Categories: Economics and Politics

What Marcos Administration Can Do to Arrest Slower Economic Growth in 2025

What Marcos Administration Can Do to Arrest Slower Economic Growth in 2025

Executive summary: Setting the course for faster growth in 2025

After another quarterly print that underscored slower momentum, the Marcos administration faces a pivotal decision: accelerate growth by targeted reforms or weather headwinds with short-term fixes. The path forward combines pragmatic policy adjustments, predictable rules, and investments that unlock private sector activity. The aim is to create a virtuous cycle where reforms attract capital, households gain real incomes, and export and tourism sectors synergize with domestic demand.

1) Accelerate infrastructure delivery with smart financing

Infrastructure remains a backbone for growth. To arrest the slowdown, the government should streamline project appraisal, expedite procurement, and maximize the utility of public-private partnerships (PPPs). Priorities include reliable power for industrial zones, road and port connectivity that reduce logistics costs, and digital infrastructure that enables e-commerce, remote work, and manufacturing hubs. Financing should emphasize credit-enhancing guarantees and blended-finance structures to mobilize private capital without ballooning public debt.

Key steps

  • Publish a transparent pipeline with milestones, budgets, and risk registers to reduce uncertainty for investors.
  • Expand PPP frameworks to include sector-focused funds and performance-based payments to ensure on-time delivery.
  • Coordinate with regional governments to align national plans with local development priorities.

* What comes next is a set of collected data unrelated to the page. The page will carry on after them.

/// Log tags identify the subsystem a message comes from.
/// Each tag maps to a `--debug-<key>` command-line flag.

#[derive(Debug, Clone, Copy, PartialEq, Eq, Hash)]
pub enum LogTag {
    System,
    Config,
    Ledger,
    Registry,
    Recovery,
    Snapshot,
    Exchange,
    Worker,
    Shutdown,
}

impl LogTag {
    pub const ALL: [LogTag; 9] = [
        LogTag::System,
        LogTag::Config,
        LogTag::Ledger,
        LogTag::Registry,
        LogTag::Recovery,
        LogTag::Snapshot,
        LogTag::Exchange,
        LogTag::Worker,
        LogTag::Shutdown,
    ];

    /// Key used in `--debug-<key>` and `--verbose-<key>` flags
    pub fn to_debug_key(&self) -> String {
        self.to_plain_string().to_lowercase()
    }

    /// Uncolored label for file output
    pub fn to_plain_string(&self) -> String {
        match self {
            LogTag::System => "SYSTEM",
            LogTag::Config => "CONFIG",
            LogTag::Ledger => "LEDGER",
            LogTag::Registry => "REGISTRY",
            LogTag::Recovery => "RECOVERY",
            LogTag::Snapshot => "SNAPSHOT",
            LogTag::Exchange => "EXCHANGE",
            LogTag::Worker => "WORKER",
            LogTag::Shutdown => "SHUTDOWN",
        }
        .to_string()
    }

    pub fn from_debug_key(key: &str) -> Option<Self> {
        LogTag::ALL
            .iter()
            .copied()
            .find(|tag| tag.to_debug_key() == key.to_lowercase())
    }
}
/// File-backed snapshot store
///
/// Writes go to a temp file in the same directory, are fsynced, then renamed
/// over the target, so a reader only ever sees the old or the new document.
use chrono::Utc;
use std::io::Write;
use std::path::{Path, PathBuf};
use tempfile::NamedTempFile;

use super::types::{SnapshotTrade, StateSnapshot};
use crate::errors::{TradeKeeperError, TradeKeeperResult};
use crate::logger::{self, LogTag};
use crate::types::{OperationalPhase, SessionId};

#[derive(Debug, Clone)]
pub struct StateSnapshotStore {
    path: PathBuf,
}

impl StateSnapshotStore {
    pub fn new(path: impl Into<PathBuf>) -> Self {
        Self { path: path.into() }
    }

    pub fn path(&self) -> &Path {
        &self.path
    }

    /// Atomically overwrite the persisted snapshot. `last_save_time` is written as given.
    pub fn save(&self, snapshot: &StateSnapshot) -> TradeKeeperResult<()> {
        let dir = match self.path.parent() {
            Some(parent) if !parent.as_os_str().is_empty() => parent.to_path_buf(),
            _ => PathBuf::from("."),
        };
        std::fs::create_dir_all(&dir)
            .map_err(|e| TradeKeeperError::persistence("create snapshot directory", e))?;

        let body = serde_json::to_vec_pretty(snapshot)?;

        let mut tmp = NamedTempFile::new_in(&dir)
            .map_err(|e| TradeKeeperError::persistence("create snapshot temp file", e))?;
        tmp.write_all(&body)
            .map_err(|e| TradeKeeperError::persistence("write snapshot", e))?;
        tmp.as_file()
            .sync_all()
            .map_err(|e| TradeKeeperError::persistence("sync snapshot", e))?;
        tmp.persist(&self.path)
            .map_err(|e| TradeKeeperError::persistence("replace snapshot", e.error))?;

        logger::debug(
            LogTag::Snapshot,
            &format!(
                "Saved snapshot phase={} trades={} running={} manual_stop={} crash={}",
                snapshot.operational_phase,
                snapshot.active_trades.len(),
                snapshot.is_running,
                snapshot.stopped_manually,
                snapshot.crash_recovery_needed
            ),
        );
        Ok(())
    }

    /// Last durable snapshot, or None if the process has never saved one
    pub fn load(&self) -> TradeKeeperResult<Option<StateSnapshot>> {
        let body = match std::fs::read(&self.path) {
            Ok(body) => body,
            Err(e) if e.kind() == std::io::ErrorKind::NotFound => return Ok(None),
            Err(e) => return Err(TradeKeeperError::persistence("read snapshot", e)),
        };

        let snapshot: StateSnapshot = serde_json::from_slice(&body)
            .map_err(|e| TradeKeeperError::persistence("parse snapshot", e))?;
        Ok(Some(snapshot))
    }

    /// Record a deliberate stop. Idempotent.
    pub fn mark_stopped_manually(&self) -> TradeKeeperResult<()> {
        let mut snapshot = self.load()?.unwrap_or_else(|| {
            StateSnapshot::new(OperationalPhase::SeekingEntry, Vec::new(), None)
        });

        snapshot.stopped_manually = true;
        snapshot.crash_recovery_needed = false;
        snapshot.is_running = false;
        snapshot.last_save_time = Utc::now();
        self.save(&snapshot)?;

        logger::info(LogTag::Snapshot, "Marked as stopped manually");
        Ok(())
    }

    /// Best-effort crash marker. Nothing may depend on this ever running.
    pub fn mark_crashed(&self, trades: &[SnapshotTrade]) -> TradeKeeperResult<()> {
        let session_id = self.load().ok().flatten().and_then(|s| s.session_id);

        let mut snapshot = StateSnapshot::new(
            OperationalPhase::for_open_count(trades.len()),
            trades.to_vec(),
            session_id,
        );
        snapshot.is_running = false;
        snapshot.crash_recovery_needed = true;
        self.save(&snapshot)?;

        logger::warning(
            LogTag::Snapshot,
            &format!("Marked as crashed with {} active trade(s)", trades.len()),
        );
        Ok(())
    }

    /// Heartbeat / transition write for a healthy running process
    pub fn save_running(
        &self,
        phase: OperationalPhase,
        trades: Vec<SnapshotTrade>,
        session_id: Option<SessionId>,
    ) -> TradeKeeperResult<()> {
        let mut snapshot = StateSnapshot::new(phase, trades, session_id);
        snapshot.is_running = true;
        self.save(&snapshot)
    }

    pub fn should_auto_restart(&self) -> TradeKeeperResult<bool> {
        Ok(self
            .load()?
            .map(|snapshot| snapshot.should_auto_restart())
            .unwrap_or(false))
    }
}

2) Improve the business climate and regulatory efficiency

Competitiveness hinges on predictable rules and lower frictions for business start-ups, licensing, and compliance. A dedicated reform package should reduce red tape, standardize permits, and digitalize filing systems to cut time and cost for small and medium-sized enterprises (SMEs) and large investors alike.

Practical reforms

  • Consolidate business registries and create a one-stop digital portal for licensing and tax compliance.
  • Clarify tax incentives for investments in hi-tech manufacturing, green energy, and export-oriented sectors to avoid ambiguity.
  • Implement sunset clauses and independent oversight to prevent regime uncertainty and improve governance.

3) Stabilize energy supply and cost to support industry

Energy stability underpins manufacturing, logistics, and services. A credible plan to diversify supply sources, reduce price volatility, and encourage cleaner generation can buoy investor confidence and sustain job creation.

Actions to consider

  • Accelerate renewable projects with clear tariff policies and streamlined permitting.
  • Expand natural gas and other mid-merit capacity to smooth demand swings.
  • Enhance grid reliability and reduce electricity prices for heavy users through targeted subsidies or competition reforms where appropriate.

4) Strengthen agricultural productivity and rural growth

A more robust agricultural sector supports employment and domestic demand. Policies should focus on modernization, access to credit, and market linkages to reduce vulnerability to external shocks.

Policy ideas

  • Provide low-cost credit lines for smallholders to invest in yield-enhancing inputs and post-harvest facilities.
  • Expand irrigation, storage, and transport networks to cut losses and raise farm incomes.
  • Enhance agricultural processing to add value and create export-ready products.

5) Grow exports and tourism by targeted marketing and incentives

Global demand for Philippine products and experiences can be unlocked through selective incentives, improved logistics, and destination marketing. A strategic push in high-potential sectors—manufactured goods, agri-foods, and digital services—can widen the growth base.

What to implement

  • Streamline customs and reduce non-tariff barriers for key export items.
  • Offer stable, transparent incentives for tourism investments and hospitality upgrades in underserved regions.
  • Promote digital services and remote-work hubs to attract foreign investment and skilled labor.

Policy cohesion and communication

Beyond individual reforms, the administration should maintain durable policy messaging, data transparency, and a quarterly update on macroeconomic projections. A credible, consistent plan reduces uncertainty and signals to markets that growth is the shared objective.

Conclusion: A practical reform agenda for 2025

To arrest the pace of slowing growth, the Marcos administration must couple near-term stabilization with medium-term reforms that unlock the private sector’s potential. By focusing on infrastructure, regulatory efficiency, energy stability, agricultural support, and export competitiveness, the Philippines can restore momentum and create a more resilient economy for 2025 and beyond.